Items from a data source
******
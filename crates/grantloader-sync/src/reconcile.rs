//! Lookup → compare → merge → write, one entity at a time.

use std::collections::BTreeMap;
use std::future::Future;

use grantloader_core::{
    fields, funder_local_key, locator_id, record_value, EntityKind, Funder, Grant, IdentifierType,
    Person, PersonRole, Record, RepoId, Resource,
};
use grantloader_storage::{DirectoryLookup, RepositoryClient, RepositoryError};
use serde::Serialize;
use tracing::{debug, info, info_span, warn, Instrument};

use crate::aggregate;
use crate::batch::{BatchContext, Outcome, Statistics};
use crate::policy::MergePolicy;
use crate::{SyncError, SyncMode};

/// Collaborators shared by every reconciliation step of one run.
#[derive(Clone, Copy)]
pub struct SyncServices<'a> {
    pub repository: &'a dyn RepositoryClient,
    pub directory: &'a dyn DirectoryLookup,
    pub policy: &'a dyn MergePolicy,
    /// Namespace prefix for local keys and locator ids.
    pub domain: &'a str,
}

/// Whether entities with no stored match may be created.
#[derive(Debug, Clone, Copy, PartialEq, Eq)]
pub enum WritePolicy {
    CreateOrUpdate,
    /// Persons and grants without a stored match are skipped. Funders are still created.
    UpdateOnly,
}

/// Priority-ordered person identifier fields and the namespace each one lands in.
const PERSON_IDENTIFIERS: [(&str, IdentifierType); 3] = [
    (fields::USER_EMPLOYEE_ID, IdentifierType::EmployeeId),
    (fields::USER_INSTITUTION_ID, IdentifierType::UniqueId),
    (fields::USER_LOGIN, IdentifierType::Eppn),
];

/// Returns the id of the first candidate `lookup` finds, without querying the rest.
pub async fn first_match<'c, F, Fut, E>(
    candidates: &'c [String],
    mut lookup: F,
) -> Result<Option<RepoId>, E>
where
    F: FnMut(&'c str) -> Fut,
    Fut: Future<Output = Result<Option<RepoId>, E>>,
{
    for candidate in candidates {
        if let Some(id) = lookup(candidate.as_str()).await? {
            return Ok(Some(id));
        }
    }
    Ok(None)
}

pub struct EntityReconciler<'a> {
    services: SyncServices<'a>,
    write: WritePolicy,
}

impl<'a> EntityReconciler<'a> {
    pub fn new(services: SyncServices<'a>, write: WritePolicy) -> Self {
        Self { services, write }
    }

    pub fn domain(&self) -> &'a str {
        self.services.domain
    }

    async fn find_existing(&self, source: &Resource) -> Result<Option<RepoId>, RepositoryError> {
        let repository = self.services.repository;
        match source {
            Resource::Funder(Funder {
                local_key: Some(key),
                ..
            }) => repository.find_by_attribute(EntityKind::Funder, "localKey", key).await,
            Resource::Grant(Grant {
                local_key: Some(key),
                ..
            }) => repository.find_by_attribute(EntityKind::Grant, "localKey", key).await,
            Resource::Person(person) => {
                first_match(&person.locator_ids, |id| {
                    repository.find_by_attribute(EntityKind::Person, "locatorIds", id)
                })
                .await
            }
            _ => Ok(None),
        }
    }

    /// Reads the resource a lookup pointed at. Anything but a well-formed resource of the
    /// expected kind means the repository contradicts itself, and the run must stop.
    async fn read_stored(&self, id: &RepoId, kind: EntityKind) -> Result<Resource, SyncError> {
        let integrity = |source| SyncError::Integrity {
            kind,
            id: id.clone(),
            source,
        };
        match self.services.repository.read_resource(id, kind).await {
            Ok(resource) if resource.kind() == kind => Ok(resource),
            Ok(other) => Err(integrity(RepositoryError::Decode(format!(
                "expected a {kind}, found a {}",
                other.kind()
            )))),
            Err(
                err @ (RepositoryError::NotFound { .. }
                | RepositoryError::Decode(_)
                | RepositoryError::Serialization(_)),
            ) => Err(integrity(err)),
            Err(err) => Err(err.into()),
        }
    }

    /// Returns `true` when `stored` already matches `source`; otherwise merges into `stored`.
    fn converge(&self, id: &RepoId, source: &Resource, stored: &mut Resource) -> Result<bool, SyncError> {
        let policy = self.services.policy;
        let equal = match (source, stored) {
            (Resource::Funder(source), Resource::Funder(stored)) => {
                policy.funder_equals(source, stored) || {
                    policy.merge_funder(source, stored);
                    false
                }
            }
            (Resource::Person(source), Resource::Person(stored)) => {
                policy.person_equals(source, stored) || {
                    policy.merge_person(source, stored);
                    false
                }
            }
            (Resource::Grant(source), Resource::Grant(stored)) => {
                policy.grant_equals(source, stored) || {
                    policy.merge_grant(source, stored);
                    false
                }
            }
            (source, stored) => {
                return Err(SyncError::Integrity {
                    kind: source.kind(),
                    id: id.clone(),
                    source: RepositoryError::Decode(format!(
                        "cannot merge a {} into a {}",
                        source.kind(),
                        stored.kind()
                    )),
                })
            }
        };
        Ok(equal)
    }

    /// Reconciles one source entity and records the outcome. Returns the repository id,
    /// or `None` when an update-only run skipped it.
    pub async fn reconcile_one(
        &self,
        source: &Resource,
        ctx: &mut BatchContext,
    ) -> Result<(Option<RepoId>, Outcome), SyncError> {
        let kind = source.kind();
        let repository = self.services.repository;

        let (id, outcome) = match self.find_existing(source).await? {
            None if self.write == WritePolicy::UpdateOnly && kind != EntityKind::Funder => {
                debug!(%kind, "no stored match in update-only run");
                (None, Outcome::Skipped)
            }
            None => {
                let id = repository.create_resource(source).await?;
                info!(%kind, %id, "created");
                (Some(id), Outcome::Created)
            }
            Some(id) => {
                let mut stored = self.read_stored(&id, kind).await?;
                if self.converge(&id, source, &mut stored)? {
                    debug!(%kind, %id, "unchanged");
                    (Some(id), Outcome::Unchanged)
                } else {
                    stored.set_id(id.clone());
                    repository.update_resource(&stored).await?;
                    info!(%kind, %id, "updated");
                    (Some(id), Outcome::Updated)
                }
            }
        };
        ctx.stats.record(kind, outcome);
        Ok((id, outcome))
    }

    /// Resolves a funder by its raw source key, reusing this run's earlier resolution.
    pub async fn resolve_funder(
        &self,
        key: &str,
        name: Option<&str>,
        policy: Option<&str>,
        ctx: &mut BatchContext,
    ) -> Result<Option<RepoId>, SyncError> {
        if let Some(id) = ctx.cache.funder(key) {
            return Ok(Some(id.clone()));
        }
        let funder = Funder {
            id: None,
            local_key: Some(funder_local_key(self.services.domain, key)),
            name: name.map(str::to_string),
            policy: policy.map(RepoId::new),
        };
        let (id, _) = self.reconcile_one(&Resource::Funder(funder), ctx).await?;
        if let Some(id) = &id {
            ctx.cache.remember_funder(key, id.clone());
        }
        Ok(id)
    }

    /// Dedup keys for the person a record describes: every namespaced identifier it
    /// carries, most reliable first.
    pub fn person_cache_keys(&self, record: &Record) -> Vec<String> {
        PERSON_IDENTIFIERS
            .iter()
            .filter_map(|(field, id_type)| {
                record_value(record, field).map(|value| locator_id(self.services.domain, *id_type, value))
            })
            .collect()
    }

    /// Builds the person a record describes. Returns `None` when the record carries no
    /// identifier at all.
    pub async fn build_person(&self, record: &Record) -> Result<Option<Person>, SyncError> {
        let domain = self.services.domain;
        let employee_id = record_value(record, fields::USER_EMPLOYEE_ID);
        let unique_id = match (record_value(record, fields::USER_INSTITUTION_ID), employee_id) {
            (Some(unique_id), _) => Some(unique_id.to_string()),
            (None, Some(employee_id)) => {
                self.services
                    .directory
                    .resolve_identifier(IdentifierType::EmployeeId, employee_id)
                    .await?
            }
            (None, None) => None,
        };
        let login = record_value(record, fields::USER_LOGIN);

        let locator_ids: Vec<String> = [
            (IdentifierType::EmployeeId, employee_id),
            (IdentifierType::UniqueId, unique_id.as_deref()),
            (IdentifierType::Eppn, login),
        ]
        .into_iter()
        .filter_map(|(id_type, value)| value.map(|v| locator_id(domain, id_type, v)))
        .collect();
        if locator_ids.is_empty() {
            warn!(
                last_name = record_value(record, fields::USER_LAST_NAME),
                "record has no person identifiers"
            );
            return Ok(None);
        }

        let first_name = record_value(record, fields::USER_FIRST_NAME).map(str::to_string);
        let last_name = record_value(record, fields::USER_LAST_NAME).map(str::to_string);
        let display_name = match (&first_name, &last_name) {
            (Some(first), Some(last)) => Some(format!("{first} {last}")),
            (Some(name), None) | (None, Some(name)) => Some(name.clone()),
            (None, None) => None,
        };

        Ok(Some(Person {
            id: None,
            first_name,
            middle_name: record_value(record, fields::USER_MIDDLE_NAME).map(str::to_string),
            last_name,
            display_name,
            email: record_value(record, fields::USER_EMAIL).map(str::to_string),
            locator_ids,
            roles: [PersonRole::Submitter].into_iter().collect(),
        }))
    }

    /// Resolves the person a record describes, at most once per run.
    pub async fn resolve_person(
        &self,
        record: &Record,
        ctx: &mut BatchContext,
    ) -> Result<Option<RepoId>, SyncError> {
        let keys = self.person_cache_keys(record);
        if keys.is_empty() {
            warn!("record has no person identifiers");
            return Ok(None);
        }
        if let Some(id) = keys.iter().find_map(|key| ctx.cache.person(key)) {
            return Ok(Some(id.clone()));
        }
        if keys.iter().any(|key| ctx.cache.is_person_skipped(key)) {
            return Ok(None);
        }
        let Some(person) = self.build_person(record).await? else {
            return Ok(None);
        };
        let (id, _) = self
            .reconcile_one(&Resource::Person(person.clone()), ctx)
            .await?;
        // Later rows may reach the same person through any of its identifiers,
        // including a directory-backfilled one.
        for key in keys.into_iter().chain(person.locator_ids) {
            match &id {
                Some(id) => ctx.cache.remember_person(key, id.clone()),
                None => ctx.cache.mark_person_skipped(key),
            }
        }
        Ok(id)
    }
}

/// What one run did: statistics, the next start bound, and the reconciled grants.
#[derive(Debug, Clone, Default, Serialize)]
pub struct ReconcileOutcome {
    pub stats: Statistics,
    pub watermark: Option<String>,
    /// Keyed by namespaced grant local key. Grants skipped by an update-only run have no id.
    pub grants: BTreeMap<String, Grant>,
}

/// Reconciles one batch. All state lives in a fresh [`BatchContext`] dropped on return.
pub async fn reconcile(
    services: SyncServices<'_>,
    batch: &[Record],
    mode: SyncMode,
) -> Result<ReconcileOutcome, SyncError> {
    let span = info_span!("reconcile", mode = mode.as_str(), policy = services.policy.name());
    reconcile_batch(services, batch, mode).instrument(span).await
}

async fn reconcile_batch(
    services: SyncServices<'_>,
    batch: &[Record],
    mode: SyncMode,
) -> Result<ReconcileOutcome, SyncError> {
    let reconciler = EntityReconciler::new(services, mode.write_policy());
    let mut ctx = BatchContext::new();
    ctx.stats.records_processed = batch.len();

    let mut grants = BTreeMap::new();
    match mode {
        SyncMode::Grant | SyncMode::ExistingGrant => {
            let aggregated = aggregate::aggregate_grants(&reconciler, batch, &mut ctx).await?;
            ctx.stats.grants_processed = aggregated.len();
            for mut grant in aggregated {
                let (id, _) = reconciler
                    .reconcile_one(&Resource::Grant(grant.clone()), &mut ctx)
                    .await?;
                grant.id = id;
                if let Some(key) = grant.local_key.clone() {
                    grants.insert(key, grant);
                }
            }
        }
        SyncMode::User | SyncMode::ExistingUser => {
            aggregate::sync_users(&reconciler, batch, &mut ctx).await?;
        }
        SyncMode::Funder => {
            aggregate::sync_funders(&reconciler, batch, &mut ctx).await?;
        }
    }

    let watermark = ctx.watermark.value().map(str::to_string);
    ctx.stats.latest_update = watermark.clone();
    info!(
        records = ctx.stats.records_processed,
        writes = ctx.stats.total_writes(),
        watermark = watermark.as_deref().unwrap_or("(none)"),
        "batch reconciled"
    );
    Ok(ReconcileOutcome {
        stats: ctx.stats,
        watermark,
        grants,
    })
}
******
**TRY IT:**
Given the data above, which lines hold the string "Decode"? Return them.

**WORKED SOLUTION:**
            Ok(other) => Err(integrity(RepositoryError::Decode(format!(
                | RepositoryError::Decode(_)
                    source: RepositoryError::Decode(format!(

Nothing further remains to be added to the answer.